Once, a person's career was chosen by birth. Those days are said to be behind us. Yet even today, our professions are chosen for us by our birth or by what the majority of the people say. Any attempt to break out and choose our own paths is a rebellion against the social order.
We are blind and proud upholders of a pointless tradition. 
The world would have us believe blindly and devoutly in this religion of "what will people think". They think that doing what we want will upset the peace and civilisation created by our forefathers. The chaos would destroy us. Our whole way of life is built on creating and propagating order and quashing out all chaos.
 Yet chaos is an integral part of nature.
Every single being born on the surface of the Earth has at least one strand of chaotic DNA. It is this chaos in our very being that is responsible for our continued existence.
To understand this better, let's take the example of a string quartet. There will be a violin, a viola, a cello and a double bass. These four instruments combine in perfect order to create sweet, beautiful and simply perfect music. Now throw in an electric guitar.
You may say that the order has been destroyed. The perfection has been blemished and the beauty marred. It is not how it should be. The social order has been overturned.
Nothing could be more beautiful.
And so, like the chaotic strand of DNA that controls our destiny, like the electric guitar in the string quartet, and as my genius of a friend said just before passing gas in my face, if we all would only live our life as we wish, if we would only stop following the religion of "what will people think", the world would be a much happier place.


Sunday, 5 October 2014

3 tales

Recently I read Steve Jobs address at Stanford. It got me thinking, what would I say if I were to give an address like that? Why not a speech to my juniors? This is what I came up with (quite obviously I was influenced by what I read):

Good morning everyone.
Seeing you all here makes me quite happy. I have been asked to speak in front of you and, honestly, I have no idea what advice I can give you. I am not even close to being the model student, forget a model human being. So I am going to tell you three stories:

The first story happened years ago.

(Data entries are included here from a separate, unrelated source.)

//! Analysis configuration.
//!
//! The static data of the analysis (correction table, removal set, region
//! membership, renovation cutoff, downtown reference point) and every tuning
//! knob live in one TOML document. Every table has a default, so an empty file
//! is a valid configuration; unknown keys are rejected.

use crate::design::Term;
use crate::selection::{Resolution, SearchStrategy};
use serde::{Deserialize, Serialize};
use std::fs;
use std::io::{BufWriter, Write};
use std::path::Path;
use thiserror::Error;

#[derive(Error, Debug)]
pub enum ConfigError {
    #[error("Failed to read or write configuration file: {0}")]
    IoError(#[from] std::io::Error),
    #[error("Failed to parse TOML configuration: {0}")]
    TomlParseError(#[from] toml::de::Error),
    #[error("Failed to serialize configuration to TOML: {0}")]
    TomlSerializeError(#[from] toml::ser::Error),
    #[error("Zip code {0} is listed in both the City and the Suburb sets.")]
    OverlappingRegionSets(u32),
    #[error("Configuration value '{field}' = {value} is out of range; expected {expected}.")]
    OutOfRange {
        field: &'static str,
        value: String,
        expected: &'static str,
    },
}

/// One entry of the manual correction table. Either field may be absent, in
/// which case the loaded value is kept.
#[derive(Debug, Clone, PartialEq, Serialize, Deserialize)]
#[serde(deny_unknown_fields)]
pub struct Correction {
    pub id: i64,
    #[serde(default)]
    pub bedrooms: Option<u32>,
    #[serde(default)]
    pub bathrooms: Option<f64>,
}

#[derive(Debug, Clone, PartialEq, Serialize, Deserialize)]
#[serde(default, deny_unknown_fields)]
pub struct CleaningConfig {
    pub corrections: Vec<Correction>,
    /// Sales with anomalies that could not be verified.
    pub removals: Vec<i64>,
    /// Sales verified to be studios; only these may have zero bedrooms.
    pub studio_exceptions: Vec<i64>,
    /// Latest year a renovation may be recorded in.
    pub analysis_year: i32,
}

impl Default for CleaningConfig {
    fn default() -> Self {
        Self {
            corrections: Vec::new(),
            removals: Vec::new(),
            studio_exceptions: Vec::new(),
            analysis_year: 2015,
        }
    }
}

#[derive(Debug, Clone, Copy, PartialEq, Serialize, Deserialize)]
#[serde(deny_unknown_fields)]
pub struct Coordinate {
    pub latitude: f64,
    pub longitude: f64,
}

#[derive(Debug, Clone, PartialEq, Serialize, Deserialize)]
#[serde(default, deny_unknown_fields)]
pub struct FeatureConfig {
    pub city_zipcodes: Vec<u32>,
    pub suburb_zipcodes: Vec<u32>,
    /// Renovations in or after this year count as recent.
    pub recent_renovation_cutoff: i32,
    pub downtown: Coordinate,
    pub good_condition_above: u32,
    pub good_grade_above: u32,
    /// How many of lot/above/basement area are pruned against living area.
    pub area_fields_to_drop: usize,
}

impl Default for FeatureConfig {
    fn default() -> Self {
        Self {
            city_zipcodes: vec![
                98101, 98102, 98103, 98104, 98105, 98106, 98107, 98108, 98109, 98112, 98115,
                98116, 98117, 98118, 98119, 98121, 98122, 98125, 98126, 98133, 98136, 98144,
                98199,
            ],
            suburb_zipcodes: vec![
                98001, 98002, 98003, 98004, 98005, 98006, 98007, 98008, 98011, 98023, 98027,
                98028, 98029, 98030, 98031, 98032, 98033, 98034, 98039, 98040, 98042, 98052,
                98053, 98055, 98056, 98058, 98059, 98072, 98074, 98075, 98077, 98092, 98146,
                98148, 98155, 98166, 98168, 98177, 98178, 98188, 98198,
            ],
            recent_renovation_cutoff: 2000,
            downtown: Coordinate {
                latitude: 47.6062,
                longitude: -122.3321,
            },
            good_condition_above: 3,
            good_grade_above: 7,
            area_fields_to_drop: 2,
        }
    }
}

#[derive(Debug, Clone, PartialEq, Serialize, Deserialize)]
#[serde(default, deny_unknown_fields)]
pub struct SplitConfig {
    pub seed: u64,
    pub train_fraction: f64,
}

impl Default for SplitConfig {
    fn default() -> Self {
        Self {
            seed: 1,
            train_fraction: 0.8,
        }
    }
}

#[derive(Debug, Clone, PartialEq, Serialize, Deserialize)]
#[serde(default, deny_unknown_fields)]
pub struct RegressionConfig {
    pub search: SearchStrategy,
    /// Above this many candidate terms the search falls back to forward selection.
    pub max_exhaustive_terms: usize,
    pub resolution: Resolution,
    /// Explicit predictor set; bypasses best-subset selection when present.
    pub manual_terms: Option<Vec<Term>>,
    /// Explicit outlier removal count; defaults to the standardized-residual outlier count.
    pub outlier_removal: Option<usize>,
    pub sensitivity_counts: Vec<usize>,
}

impl Default for RegressionConfig {
    fn default() -> Self {
        Self {
            search: SearchStrategy::Exhaustive,
            max_exhaustive_terms: 20,
            resolution: Resolution::RequireAgreement,
            manual_terms: None,
            outlier_removal: None,
            sensitivity_counts: vec![0, 10, 25, 50, 100],
        }
    }
}

#[derive(Debug, Clone, PartialEq, Serialize, Deserialize)]
#[serde(default, deny_unknown_fields)]
pub struct ClassificationConfig {
    /// Probability above which a sale is classified as good quality.
    pub threshold: f64,
    pub vif_threshold: f64,
    pub significance_level: f64,
    /// Quantile of the chi-squared reference used by the likelihood ratio test.
    pub lrt_level: f64,
    /// Explicit reduced predictor set; bypasses VIF/significance pruning when present.
    pub reduced_terms: Option<Vec<Term>>,
    pub max_iterations: usize,
    pub convergence_tolerance: f64,
    pub threshold_sweep: Vec<f64>,
}

impl Default for ClassificationConfig {
    fn default() -> Self {
        Self {
            threshold: 0.5,
            vif_threshold: 5.0,
            significance_level: 0.05,
            lrt_level: 0.95,
            reduced_terms: None,
            max_iterations: 50,
            convergence_tolerance: 1e-8,
            threshold_sweep: vec![0.3, 0.4, 0.5, 0.6, 0.7],
        }
    }
}

/// The complete analysis configuration.
#[derive(Debug, Clone, Default, PartialEq, Serialize, Deserialize)]
#[serde(default, deny_unknown_fields)]
pub struct AnalysisConfig {
    pub cleaning: CleaningConfig,
    pub features: FeatureConfig,
    pub split: SplitConfig,
    pub regression: RegressionConfig,
    pub classification: ClassificationConfig,
}

impl AnalysisConfig {
    /// Loads and validates a configuration file.
    pub fn load(path: &Path) -> Result<Self, ConfigError> {
        let toml_string = fs::read_to_string(path)?;
        Self::from_toml_str(&toml_string)
    }

    pub fn from_toml_str(toml_string: &str) -> Result<Self, ConfigError> {
        let config: Self = toml::from_str(toml_string)?;
        config.validate()?;
        Ok(config)
    }

    /// Saves the configuration in a human-readable TOML format.
    pub fn save(&self, path: &Path) -> Result<(), ConfigError> {
        let toml_string = toml::to_string_pretty(self)?;
        let mut file = BufWriter::new(fs::File::create(path)?);
        file.write_all(toml_string.as_bytes())?;
        file.flush()?;
        Ok(())
    }

    /// Range checks that do not depend on the data.
    pub fn validate(&self) -> Result<(), ConfigError> {
        let split = &self.split;
        if !(split.train_fraction > 0.0 && split.train_fraction < 1.0) {
            return Err(ConfigError::OutOfRange {
                field: "split.train_fraction",
                value: split.train_fraction.to_string(),
                expected: "a fraction strictly between 0 and 1",
            });
        }
        if let Some(&zip) = self
            .features
            .city_zipcodes
            .iter()
            .find(|zip| self.features.suburb_zipcodes.contains(zip))
        {
            return Err(ConfigError::OverlappingRegionSets(zip));
        }
        if self.features.area_fields_to_drop > 3 {
            return Err(ConfigError::OutOfRange {
                field: "features.area_fields_to_drop",
                value: self.features.area_fields_to_drop.to_string(),
                expected: "at most 3 (living area is always kept)",
            });
        }
        let classification = &self.classification;
        let thresholds = std::iter::once(classification.threshold)
            .chain(classification.threshold_sweep.iter().copied());
        for threshold in thresholds {
            if !(0.0..=1.0).contains(&threshold) {
                return Err(ConfigError::OutOfRange {
                    field: "classification.threshold",
                    value: threshold.to_string(),
                    expected: "a probability in [0, 1]",
                });
            }
        }
        if !(classification.lrt_level > 0.0 && classification.lrt_level < 1.0) {
            return Err(ConfigError::OutOfRange {
                field: "classification.lrt_level",
                value: classification.lrt_level.to_string(),
                expected: "a probability strictly between 0 and 1",
            });
        }
        if !(classification.significance_level > 0.0 && classification.significance_level < 1.0)
        {
            return Err(ConfigError::OutOfRange {
                field: "classification.significance_level",
                value: classification.significance_level.to_string(),
                expected: "a probability strictly between 0 and 1",
            });
        }
        if classification.max_iterations == 0 {
            return Err(ConfigError::OutOfRange {
                field: "classification.max_iterations",
                value: "0".to_string(),
                expected: "at least one iteration",
            });
        }
        Ok(())
    }
}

A boy not very different from you decided to try for engineering. He studied hours on end, preparing for the fateful examination. He didn't go for any form of coaching or special tuition. But when the results came, he cracked the exam with quite respectable marks. People were all quite astonished. His brother understood the message. Determination will get you places. But the boy's brother didn't follow that message. He didn't follow what he knew was right. So that is the moral of this story: Knowing the right thing is useless if you don't follow through
The second story is about pride. This story begins with the FIFA World Cup. A boy supported four teams, but on the fateful day when Germany played against Brazil, he was on the side of the Brazillians. As the first goal came into the net, then the second, then the third, he kept wondering what was going on, stunned by what he had thought impossible. Eventually the fifth came, and the sixth. By the time the seventh goal was netted the boy cam across a message: Pride will bring even the strongest crashing down.
The third story is about funerals. A girl ( I don't want to be a chauvinist) once went to a funeral. She noticed how many people cried for the death of their beloved friend and relative. But as she grew up she saw people on their deathbeds asking loved ones not to cry. The greatest surprise was when she saw people crying for the death of truly bad people. She learned three things: a)Funerals are for the living, not the dead. b)No man is truly evil and c) a single tear shed on a man's grave can wash away more sins than a hundred confessions.
So my advice to you is this. Live, don't just survive. Find out the right thing, and follow it. Follow your heart. Always strive to keep pride far away. Love freely, get your heart broken. Break the rules, because it's better you break them than you let them break you. Find a cause and fight for it. Above all, live in such a way, that every tear that falls on your grave comes from a heart you touched. 
To all who heard me out patiently, you're awesome. And to all of you who are sleeping after my boring speech, sweet dreams. You're awesome too. Thank you.